▶ [Your objective] Reproduce, without any change, the span of lines from the opening of the records below to the line containing "Set for the", inclusive.

▶ [Dataset entries]
[Start of Attachment]

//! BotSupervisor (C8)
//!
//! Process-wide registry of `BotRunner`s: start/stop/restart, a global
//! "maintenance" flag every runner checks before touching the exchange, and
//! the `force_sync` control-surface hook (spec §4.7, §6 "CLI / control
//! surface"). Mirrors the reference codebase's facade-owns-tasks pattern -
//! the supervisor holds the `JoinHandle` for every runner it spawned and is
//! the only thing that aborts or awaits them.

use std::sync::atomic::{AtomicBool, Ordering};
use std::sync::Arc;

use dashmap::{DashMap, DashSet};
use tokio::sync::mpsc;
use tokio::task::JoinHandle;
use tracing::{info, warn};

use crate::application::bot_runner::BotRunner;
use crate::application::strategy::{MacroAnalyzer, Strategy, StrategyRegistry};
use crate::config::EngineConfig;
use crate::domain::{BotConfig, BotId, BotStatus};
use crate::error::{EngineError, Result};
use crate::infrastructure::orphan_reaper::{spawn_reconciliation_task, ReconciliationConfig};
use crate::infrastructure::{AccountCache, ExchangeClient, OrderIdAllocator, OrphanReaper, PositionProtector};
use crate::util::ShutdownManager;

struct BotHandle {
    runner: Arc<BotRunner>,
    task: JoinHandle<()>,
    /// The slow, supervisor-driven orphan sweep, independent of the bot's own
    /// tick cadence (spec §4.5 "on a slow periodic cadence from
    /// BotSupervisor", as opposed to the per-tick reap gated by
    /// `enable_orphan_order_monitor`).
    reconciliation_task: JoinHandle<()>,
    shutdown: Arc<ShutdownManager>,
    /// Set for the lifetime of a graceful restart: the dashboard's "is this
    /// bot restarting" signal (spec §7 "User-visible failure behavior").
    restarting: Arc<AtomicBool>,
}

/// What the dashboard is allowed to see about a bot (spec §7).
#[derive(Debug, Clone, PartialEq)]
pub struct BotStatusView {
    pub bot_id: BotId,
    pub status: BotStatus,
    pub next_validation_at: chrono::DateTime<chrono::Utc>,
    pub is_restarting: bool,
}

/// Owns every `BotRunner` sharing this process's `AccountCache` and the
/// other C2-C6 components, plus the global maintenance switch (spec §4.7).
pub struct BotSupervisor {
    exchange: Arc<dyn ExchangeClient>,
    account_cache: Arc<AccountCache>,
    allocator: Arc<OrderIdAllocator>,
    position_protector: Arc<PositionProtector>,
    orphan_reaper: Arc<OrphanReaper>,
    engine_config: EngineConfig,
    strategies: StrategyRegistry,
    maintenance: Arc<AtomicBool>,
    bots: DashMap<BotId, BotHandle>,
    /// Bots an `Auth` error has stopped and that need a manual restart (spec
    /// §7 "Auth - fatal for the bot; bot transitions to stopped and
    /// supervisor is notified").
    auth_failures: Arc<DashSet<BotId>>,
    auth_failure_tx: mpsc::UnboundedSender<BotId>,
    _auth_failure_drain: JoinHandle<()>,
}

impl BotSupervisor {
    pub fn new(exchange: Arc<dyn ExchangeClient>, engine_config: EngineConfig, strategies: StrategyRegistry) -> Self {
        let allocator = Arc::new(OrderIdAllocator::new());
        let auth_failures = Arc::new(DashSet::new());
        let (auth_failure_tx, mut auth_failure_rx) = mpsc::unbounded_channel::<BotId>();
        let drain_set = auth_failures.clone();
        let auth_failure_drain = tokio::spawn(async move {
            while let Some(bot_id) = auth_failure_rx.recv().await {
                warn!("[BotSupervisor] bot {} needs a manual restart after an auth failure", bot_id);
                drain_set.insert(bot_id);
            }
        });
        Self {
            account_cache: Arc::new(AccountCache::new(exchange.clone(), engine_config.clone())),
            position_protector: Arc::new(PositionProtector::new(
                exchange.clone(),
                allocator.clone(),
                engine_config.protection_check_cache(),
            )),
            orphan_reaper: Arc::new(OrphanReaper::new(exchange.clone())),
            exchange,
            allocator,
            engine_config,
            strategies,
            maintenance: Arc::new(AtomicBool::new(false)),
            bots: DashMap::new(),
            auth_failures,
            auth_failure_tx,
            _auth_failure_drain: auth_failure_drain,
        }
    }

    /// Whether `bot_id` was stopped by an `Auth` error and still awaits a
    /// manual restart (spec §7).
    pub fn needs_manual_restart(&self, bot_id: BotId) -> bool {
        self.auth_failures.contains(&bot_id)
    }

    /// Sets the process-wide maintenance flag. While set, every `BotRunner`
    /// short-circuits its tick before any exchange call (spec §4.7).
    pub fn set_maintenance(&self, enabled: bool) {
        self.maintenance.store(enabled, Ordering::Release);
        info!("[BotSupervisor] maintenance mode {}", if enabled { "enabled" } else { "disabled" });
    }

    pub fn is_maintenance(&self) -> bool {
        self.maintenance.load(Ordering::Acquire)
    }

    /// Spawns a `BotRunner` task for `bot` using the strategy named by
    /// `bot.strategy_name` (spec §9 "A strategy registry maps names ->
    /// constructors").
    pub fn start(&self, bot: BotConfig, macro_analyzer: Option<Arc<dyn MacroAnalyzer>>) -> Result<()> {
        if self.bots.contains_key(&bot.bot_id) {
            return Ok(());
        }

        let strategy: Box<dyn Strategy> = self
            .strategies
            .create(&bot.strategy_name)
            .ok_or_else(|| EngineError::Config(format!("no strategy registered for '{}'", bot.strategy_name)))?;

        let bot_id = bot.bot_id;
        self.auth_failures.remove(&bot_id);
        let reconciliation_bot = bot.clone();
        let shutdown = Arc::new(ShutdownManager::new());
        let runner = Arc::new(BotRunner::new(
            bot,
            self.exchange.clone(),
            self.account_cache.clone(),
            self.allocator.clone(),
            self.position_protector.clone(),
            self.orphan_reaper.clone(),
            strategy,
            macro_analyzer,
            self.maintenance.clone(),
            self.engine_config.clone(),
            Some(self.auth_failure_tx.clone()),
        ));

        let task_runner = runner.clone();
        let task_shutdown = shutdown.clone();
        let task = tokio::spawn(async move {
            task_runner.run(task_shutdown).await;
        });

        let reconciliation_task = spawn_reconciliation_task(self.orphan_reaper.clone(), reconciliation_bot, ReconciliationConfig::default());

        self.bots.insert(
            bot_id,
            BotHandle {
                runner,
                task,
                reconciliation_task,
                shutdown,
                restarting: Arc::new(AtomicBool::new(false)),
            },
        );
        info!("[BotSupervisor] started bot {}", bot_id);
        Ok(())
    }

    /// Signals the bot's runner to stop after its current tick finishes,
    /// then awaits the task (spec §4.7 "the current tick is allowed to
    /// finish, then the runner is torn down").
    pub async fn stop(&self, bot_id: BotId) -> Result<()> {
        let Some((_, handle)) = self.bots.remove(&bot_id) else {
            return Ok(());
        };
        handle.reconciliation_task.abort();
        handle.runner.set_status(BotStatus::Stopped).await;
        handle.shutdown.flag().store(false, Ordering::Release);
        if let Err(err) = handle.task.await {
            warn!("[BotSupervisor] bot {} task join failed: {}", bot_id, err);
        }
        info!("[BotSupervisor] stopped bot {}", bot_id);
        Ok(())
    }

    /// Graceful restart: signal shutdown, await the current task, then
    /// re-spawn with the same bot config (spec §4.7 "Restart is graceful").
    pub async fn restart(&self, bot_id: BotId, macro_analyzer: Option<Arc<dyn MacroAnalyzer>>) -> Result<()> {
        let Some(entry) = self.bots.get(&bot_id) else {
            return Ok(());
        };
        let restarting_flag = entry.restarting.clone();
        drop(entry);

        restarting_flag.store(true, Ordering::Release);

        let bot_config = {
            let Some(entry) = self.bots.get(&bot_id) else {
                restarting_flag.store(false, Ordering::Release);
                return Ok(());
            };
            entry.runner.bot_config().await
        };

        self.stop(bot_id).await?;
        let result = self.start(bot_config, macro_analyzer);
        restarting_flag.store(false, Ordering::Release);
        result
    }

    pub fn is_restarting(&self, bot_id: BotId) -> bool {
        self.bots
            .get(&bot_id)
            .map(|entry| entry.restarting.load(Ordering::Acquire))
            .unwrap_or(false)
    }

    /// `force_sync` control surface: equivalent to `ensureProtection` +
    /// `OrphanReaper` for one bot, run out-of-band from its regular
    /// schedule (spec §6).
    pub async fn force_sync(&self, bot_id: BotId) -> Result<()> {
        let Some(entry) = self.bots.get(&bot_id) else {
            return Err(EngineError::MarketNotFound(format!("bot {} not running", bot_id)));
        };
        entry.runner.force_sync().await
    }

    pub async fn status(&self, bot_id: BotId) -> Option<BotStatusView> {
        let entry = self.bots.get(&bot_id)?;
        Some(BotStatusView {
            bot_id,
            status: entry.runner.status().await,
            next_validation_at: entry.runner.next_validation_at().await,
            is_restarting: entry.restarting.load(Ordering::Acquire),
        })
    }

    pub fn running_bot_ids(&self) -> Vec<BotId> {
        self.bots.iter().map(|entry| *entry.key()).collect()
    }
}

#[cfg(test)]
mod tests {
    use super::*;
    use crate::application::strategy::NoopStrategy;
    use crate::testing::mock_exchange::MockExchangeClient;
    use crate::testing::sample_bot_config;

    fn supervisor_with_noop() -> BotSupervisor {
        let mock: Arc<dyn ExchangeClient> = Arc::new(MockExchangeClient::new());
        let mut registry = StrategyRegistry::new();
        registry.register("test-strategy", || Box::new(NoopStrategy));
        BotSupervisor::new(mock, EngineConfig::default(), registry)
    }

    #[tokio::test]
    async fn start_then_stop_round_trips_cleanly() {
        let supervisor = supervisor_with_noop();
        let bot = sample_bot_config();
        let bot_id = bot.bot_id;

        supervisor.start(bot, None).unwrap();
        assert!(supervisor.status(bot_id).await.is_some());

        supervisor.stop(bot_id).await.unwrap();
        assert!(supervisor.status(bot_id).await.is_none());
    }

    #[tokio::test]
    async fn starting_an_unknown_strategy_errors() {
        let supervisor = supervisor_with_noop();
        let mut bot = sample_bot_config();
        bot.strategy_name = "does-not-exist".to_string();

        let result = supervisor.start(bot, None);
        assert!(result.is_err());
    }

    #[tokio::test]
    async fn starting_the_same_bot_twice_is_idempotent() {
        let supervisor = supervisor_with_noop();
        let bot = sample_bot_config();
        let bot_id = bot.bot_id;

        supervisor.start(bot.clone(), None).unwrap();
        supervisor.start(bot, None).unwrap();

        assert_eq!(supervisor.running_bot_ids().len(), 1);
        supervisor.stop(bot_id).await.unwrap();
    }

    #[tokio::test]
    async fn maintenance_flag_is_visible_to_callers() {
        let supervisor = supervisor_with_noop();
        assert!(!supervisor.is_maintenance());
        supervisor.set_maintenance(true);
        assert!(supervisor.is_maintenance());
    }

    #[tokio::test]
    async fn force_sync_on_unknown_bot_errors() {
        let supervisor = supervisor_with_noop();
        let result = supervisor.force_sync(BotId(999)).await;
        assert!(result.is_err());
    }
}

[End of Attachment]

▶ [Response to the exercise]
//! BotSupervisor (C8)
//!
//! Process-wide registry of `BotRunner`s: start/stop/restart, a global
//! "maintenance" flag every runner checks before touching the exchange, and
//! the `force_sync` control-surface hook (spec §4.7, §6 "CLI / control
//! surface"). Mirrors the reference codebase's facade-owns-tasks pattern -
//! the supervisor holds the `JoinHandle` for every runner it spawned and is
//! the only thing that aborts or awaits them.

use std::sync::atomic::{AtomicBool, Ordering};
use std::sync::Arc;

use dashmap::{DashMap, DashSet};
use tokio::sync::mpsc;
use tokio::task::JoinHandle;
use tracing::{info, warn};

use crate::application::bot_runner::BotRunner;
use crate::application::strategy::{MacroAnalyzer, Strategy, StrategyRegistry};
use crate::config::EngineConfig;
use crate::domain::{BotConfig, BotId, BotStatus};
use crate::error::{EngineError, Result};
use crate::infrastructure::orphan_reaper::{spawn_reconciliation_task, ReconciliationConfig};
use crate::infrastructure::{AccountCache, ExchangeClient, OrderIdAllocator, OrphanReaper, PositionProtector};
use crate::util::ShutdownManager;

struct BotHandle {
    runner: Arc<BotRunner>,
    task: JoinHandle<()>,
    /// The slow, supervisor-driven orphan sweep, independent of the bot's own
    /// tick cadence (spec §4.5 "on a slow periodic cadence from
    /// BotSupervisor", as opposed to the per-tick reap gated by
    /// `enable_orphan_order_monitor`).
    reconciliation_task: JoinHandle<()>,
    shutdown: Arc<ShutdownManager>,
    /// Set for the lifetime of a graceful restart: the dashboard's "is this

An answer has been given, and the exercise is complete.